In arrangements where the plasma can be fired using only microwave energy, each plasma applicator may comprise: a conducting tube; and an elongated conductive member extending along a longitudinal axis of the conductive pipe. The conductive tube and the elongated conductive member may provide a first coaxial transmission line at a proximal end of the plasma applicator and a second coaxial transmission line at a distal end of the plasma applicator. The first coaxial transmission line may be configured as a quarter-wave impedance transformer. The quarter-wavelength impedance transformation is operable to transform a first impedance (e.g., of a coaxial cable feeding the plasma applicator) to a second impedance (e.g., of a second coaxial transmission line).
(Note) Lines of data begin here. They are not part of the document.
//! Ghosts of buildings: silhouettes kept for ally-teams that saw a building
//! and then lost sight of it.
//!
//! Dead ghosts (the building was destroyed while unobserved) live in a
//! fixed-capacity slab and are shared across ally-teams with an explicit
//! reference count. Live ghosts are plain per-ally-team entity lists of
//! buildings that are still alive but out of sight.

use engine_core::{Entity, LosBits, LosStatus};
use glam::{Mat4, Vec3};

use crate::model::{Model, ModelId, ModelType, TextureId};

/// Stable handle into the ghost slab. The generation rejects stale handles.
#[derive(Debug, Clone, Copy, PartialEq, Eq, Hash)]
pub struct GhostHandle {
    index: u32,
    generation: u32,
}

/// Last-seen state of a destroyed building.
#[derive(Debug, Clone, PartialEq)]
pub struct GhostSolidObject {
    pub pos: Vec3,
    pub model: ModelId,
    pub model_type: ModelType,
    pub texture: TextureId,
    /// Build facing (quarter turns).
    pub facing: u8,
    pub team: i32,
    /// Number of ally-teams currently holding this ghost.
    pub ref_count: u32,
    pub last_draw_frame: u64,
}

impl GhostSolidObject {
    pub fn matrix(&self) -> Mat4 {
        Mat4::from_rotation_translation(engine_core::facing_rotation(self.facing), self.pos)
    }
}

/// Ground decals (building footprints, scorch marks) tied to a ghost.
pub trait GhostDecals {
    fn ghost_created(&mut self, handle: GhostHandle, ghost: &GhostSolidObject);
    /// The ghost is about to be freed; drop any claim on it.
    fn ghost_destroyed(&mut self, handle: GhostHandle);
}

impl GhostDecals for () {
    fn ghost_created(&mut self, _handle: GhostHandle, _ghost: &GhostSolidObject) {}
    fn ghost_destroyed(&mut self, _handle: GhostHandle) {}
}

struct Slot {
    generation: u32,
    value: Option<GhostSolidObject>,
}

/// Fixed-capacity slab with a free list.
pub struct GhostArena {
    slots: Box<[Slot]>,
    free_list: Vec<u32>,
    allocated: usize,
}

impl GhostArena {
    pub fn new(capacity: usize) -> Self {
        let capacity = capacity.max(1);
        let slots: Vec<Slot> = (0..capacity).map(|_| Slot { generation: 0, value: None }).collect();
        Self {
            slots: slots.into_boxed_slice(),
            free_list: (0..capacity as u32).rev().collect(),
            allocated: 0,
        }
    }

    pub fn capacity(&self) -> usize {
        self.slots.len()
    }

    pub fn len(&self) -> usize {
        self.allocated
    }

    pub fn is_empty(&self) -> bool {
        self.allocated == 0
    }

    /// `None` when the slab is full.
    pub fn allocate(&mut self, value: GhostSolidObject) -> Option<GhostHandle> {
        let index = self.free_list.pop()?;
        let slot = &mut self.slots[index as usize];
        slot.value = Some(value);
        self.allocated += 1;
        Some(GhostHandle { index, generation: slot.generation })
    }

    pub fn free(&mut self, handle: GhostHandle) -> Option<GhostSolidObject> {
        let slot = self.slots.get_mut(handle.index as usize)?;
        if slot.generation != handle.generation {
            return None;
        }
        let value = slot.value.take()?;
        slot.generation = slot.generation.wrapping_add(1);
        self.free_list.push(handle.index);
        self.allocated -= 1;
        Some(value)
    }

    pub fn get(&self, handle: GhostHandle) -> Option<&GhostSolidObject> {
        let slot = self.slots.get(handle.index as usize)?;
        if slot.generation != handle.generation {
            return None;
        }
        slot.value.as_ref()
    }

    pub fn get_mut(&mut self, handle: GhostHandle) -> Option<&mut GhostSolidObject> {
        let slot = self.slots.get_mut(handle.index as usize)?;
        if slot.generation != handle.generation {
            return None;
        }
        slot.value.as_mut()
    }
}

type PerModelType<T> = [Vec<T>; ModelType::COUNT];

/// Dead and live ghosts of every ally-team.
pub struct GhostRegistry {
    arena: GhostArena,
    dead: Vec<PerModelType<GhostHandle>>,
    live: Vec<PerModelType<Entity>>,
}

impl GhostRegistry {
    pub fn new(capacity: usize, num_ally_teams: usize) -> Self {
        Self {
            arena: GhostArena::new(capacity),
            dead: (0..num_ally_teams).map(|_| Default::default()).collect(),
            live: (0..num_ally_teams).map(|_| Default::default()).collect(),
        }
    }

    pub fn num_ally_teams(&self) -> usize {
        self.dead.len()
    }

    fn ensure_ally_teams(&mut self, n: usize) {
        if self.dead.len() < n {
            self.dead.resize_with(n, Default::default);
            self.live.resize_with(n, Default::default);
        }
    }

    /// A ghost-leaving building died. Every ally-team that saw it before but
    /// now has neither sight nor radar contact gets a reference to one shared
    /// record. Returns the record's handle if one was created.
    pub fn on_building_destroyed(
        &mut self,
        unit: Entity,
        pos: Vec3,
        facing: u8,
        team: i32,
        model: &Model,
        los: &LosStatus,
        decals: &mut dyn GhostDecals,
    ) -> Option<GhostHandle> {
        self.remove_live(unit);
        self.ensure_ally_teams(los.num_ally_teams());

        let mut handle: Option<GhostHandle> = None;
        for ally in 0..self.dead.len() {
            let bits = los.get(ally);
            let sees_ghost =
                bits.contains(LosBits::PREV_LOS) && !bits.intersects(LosBits::IN_LOS | LosBits::CONT_RADAR);
            if !sees_ghost {
                continue;
            }
            let h = match handle {
                Some(h) => h,
                None => {
                    let ghost = GhostSolidObject {
                        pos,
                        model: model.id,
                        model_type: model.model_type,
                        texture: model.texture,
                        facing,
                        team,
                        ref_count: 0,
                        last_draw_frame: 0,
                    };
                    let Some(h) = self.arena.allocate(ghost) else {
                        log::warn!(
                            "Ghost slab full ({} records), no ghost for {:?}",
                            self.arena.capacity(),
                            unit
                        );
                        return None;
                    };
                    if let Some(g) = self.arena.get(h) {
                        decals.ghost_created(h, g);
                    }
                    handle = Some(h);
                    h
                }
            };
            if let Some(g) = self.arena.get_mut(h) {
                g.ref_count += 1;
            }
            self.dead[ally][model.model_type.index()].push(h);
        }
        handle
    }

    /// Drop every dead ghost an ally-team can see again.
    pub fn update(&mut self, in_los: impl Fn(Vec3, usize) -> bool, decals: &mut dyn GhostDecals) {
        for ally in 0..self.dead.len() {
            for mt in ModelType::ALL {
                let mut i = 0;
                while i < self.dead[ally][mt.index()].len() {
                    let h = self.dead[ally][mt.index()][i];
                    let visible = self.arena.get(h).map_or(true, |g| in_los(g.pos, ally));
                    if visible {
                        self.dead[ally][mt.index()].swap_remove(i);
                        self.release(h, decals);
                    } else {
                        i += 1;
                    }
                }
            }
        }
    }

    fn release(&mut self, handle: GhostHandle, decals: &mut dyn GhostDecals) {
        let Some(ghost) = self.arena.get_mut(handle) else {
            log::error!("Stale ghost handle {:?}", handle);
            return;
        };
        ghost.ref_count = ghost.ref_count.saturating_sub(1);
        if ghost.ref_count == 0 {
            decals.ghost_destroyed(handle);
            self.arena.free(handle);
        }
    }

    /// A live building left an ally-team's sight.
    pub fn add_live(&mut self, unit: Entity, ally: usize, model_type: ModelType) {
        self.ensure_ally_teams(ally + 1);
        let list = &mut self.live[ally][model_type.index()];
        if !list.contains(&unit) {
            list.push(unit);
        }
    }

    /// A live building came back into an ally-team's sight.
    pub fn remove_live_for(&mut self, unit: Entity, ally: usize) {
        if let Some(lists) = self.live.get_mut(ally) {
            for list in lists.iter_mut() {
                list.retain(|&u| u != unit);
            }
        }
    }

    pub fn remove_live(&mut self, unit: Entity) {
        for lists in &mut self.live {
            for list in lists.iter_mut() {
                list.retain(|&u| u != unit);
            }
        }
    }

    pub fn live(&self, ally: usize, model_type: ModelType) -> &[Entity] {
        self.live
            .get(ally)
            .map(|l| l[model_type.index()].as_slice())
            .unwrap_or(&[])
    }

    pub fn dead(&self, ally: usize, model_type: ModelType) -> impl Iterator<Item = (GhostHandle, &GhostSolidObject)> {
        self.dead
            .get(ally)
            .map(|l| l[model_type.index()].as_slice())
            .unwrap_or(&[])
            .iter()
            .filter_map(|&h| self.arena.get(h).map(|g| (h, g)))
    }

    pub fn mark_drawn(&mut self, handle: GhostHandle, frame: u64) {
        if let Some(g) = self.arena.get_mut(handle) {
            g.last_draw_frame = frame;
        }
    }

    pub fn get(&self, handle: GhostHandle) -> Option<&GhostSolidObject> {
        self.arena.get(handle)
    }

    pub fn ref_count(&self, handle: GhostHandle) -> Option<u32> {
        self.arena.get(handle).map(|g| g.ref_count)
    }

    /// Number of allocated ghost records.
    pub fn len(&self) -> usize {
        self.arena.len()
    }

    pub fn is_empty(&self) -> bool {
        self.arena.is_empty()
    }

    /// Release every reference held by every ally-team.
    pub fn release_all(&mut self, decals: &mut dyn GhostDecals) {
        let held: Vec<GhostHandle> = self
            .dead
            .iter_mut()
            .flat_map(|lists| lists.iter_mut().flat_map(std::mem::take))
            .collect();
        for h in held {
            self.release(h, decals);
        }
        for lists in &mut self.live {
            lists.iter_mut().for_each(Vec::clear);
        }
    }
}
The second coaxial transmission line may be configured with a higher impedance than the first coaxial transmission line. The impedance of the first and second coaxial transmission lines may be determined by the geometry of the structure (e.g., the relative sizes of the diameter of the elongated conductive member and the inner diameter of the conductive pipe). The second coaxial transmission line may have an impedance selected to establish an electric field at a distal end thereof, the electric field being suitable for striking a plasma in a gas flowing through the plasma applicator. The gas stream received by each plasma applicator may pass between the conductive pipe and the elongate conductive member, in which case the gas stream also acts as the dielectric (insulating) material of the first and second coaxial transmission lines.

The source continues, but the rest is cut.